» What to do
Each line below that contains the word "HistoryStore" must be copied.

» Material for this task
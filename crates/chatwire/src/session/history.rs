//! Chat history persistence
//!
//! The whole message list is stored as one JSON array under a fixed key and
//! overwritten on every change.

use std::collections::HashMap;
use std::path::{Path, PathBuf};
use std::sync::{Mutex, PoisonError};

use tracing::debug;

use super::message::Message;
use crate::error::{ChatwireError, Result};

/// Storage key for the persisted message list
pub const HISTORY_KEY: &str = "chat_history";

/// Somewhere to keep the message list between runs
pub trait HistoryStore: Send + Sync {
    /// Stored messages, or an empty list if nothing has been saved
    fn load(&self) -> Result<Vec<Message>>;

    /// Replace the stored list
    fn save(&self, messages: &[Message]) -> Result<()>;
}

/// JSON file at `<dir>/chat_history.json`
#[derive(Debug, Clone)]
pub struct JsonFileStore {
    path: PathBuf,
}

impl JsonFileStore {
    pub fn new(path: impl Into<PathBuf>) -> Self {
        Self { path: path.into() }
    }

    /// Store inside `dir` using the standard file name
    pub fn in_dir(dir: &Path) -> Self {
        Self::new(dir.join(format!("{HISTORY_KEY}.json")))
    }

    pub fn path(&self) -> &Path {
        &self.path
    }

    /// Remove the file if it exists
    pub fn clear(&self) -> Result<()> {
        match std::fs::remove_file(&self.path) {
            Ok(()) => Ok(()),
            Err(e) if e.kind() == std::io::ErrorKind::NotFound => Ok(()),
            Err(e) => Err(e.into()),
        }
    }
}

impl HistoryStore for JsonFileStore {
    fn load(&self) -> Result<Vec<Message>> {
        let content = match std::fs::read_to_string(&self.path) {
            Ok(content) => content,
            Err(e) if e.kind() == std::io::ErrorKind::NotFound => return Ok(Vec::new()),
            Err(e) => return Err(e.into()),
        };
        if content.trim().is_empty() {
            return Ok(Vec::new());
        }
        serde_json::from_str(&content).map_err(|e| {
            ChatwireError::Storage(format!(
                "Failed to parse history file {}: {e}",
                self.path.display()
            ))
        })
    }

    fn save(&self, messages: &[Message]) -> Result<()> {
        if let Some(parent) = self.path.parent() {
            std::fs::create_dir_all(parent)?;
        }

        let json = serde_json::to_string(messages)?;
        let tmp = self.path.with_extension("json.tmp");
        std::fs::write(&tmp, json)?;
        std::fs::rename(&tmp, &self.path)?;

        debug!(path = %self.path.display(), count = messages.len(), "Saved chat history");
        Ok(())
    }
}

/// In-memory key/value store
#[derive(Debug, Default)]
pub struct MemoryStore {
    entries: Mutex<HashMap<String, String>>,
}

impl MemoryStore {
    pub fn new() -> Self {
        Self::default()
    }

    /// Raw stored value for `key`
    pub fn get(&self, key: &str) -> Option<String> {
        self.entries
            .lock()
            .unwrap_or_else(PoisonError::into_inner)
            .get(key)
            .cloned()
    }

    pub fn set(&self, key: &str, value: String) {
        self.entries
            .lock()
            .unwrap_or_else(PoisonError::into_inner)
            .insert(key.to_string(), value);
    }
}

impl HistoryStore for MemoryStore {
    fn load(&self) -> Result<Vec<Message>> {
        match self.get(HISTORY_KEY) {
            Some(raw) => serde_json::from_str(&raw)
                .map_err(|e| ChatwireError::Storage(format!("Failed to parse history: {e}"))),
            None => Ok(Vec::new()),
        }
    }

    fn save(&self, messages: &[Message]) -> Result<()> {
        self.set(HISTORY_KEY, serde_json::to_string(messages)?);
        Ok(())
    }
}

» Solution
pub trait HistoryStore: Send + Sync {
impl HistoryStore for JsonFileStore {
impl HistoryStore for MemoryStore {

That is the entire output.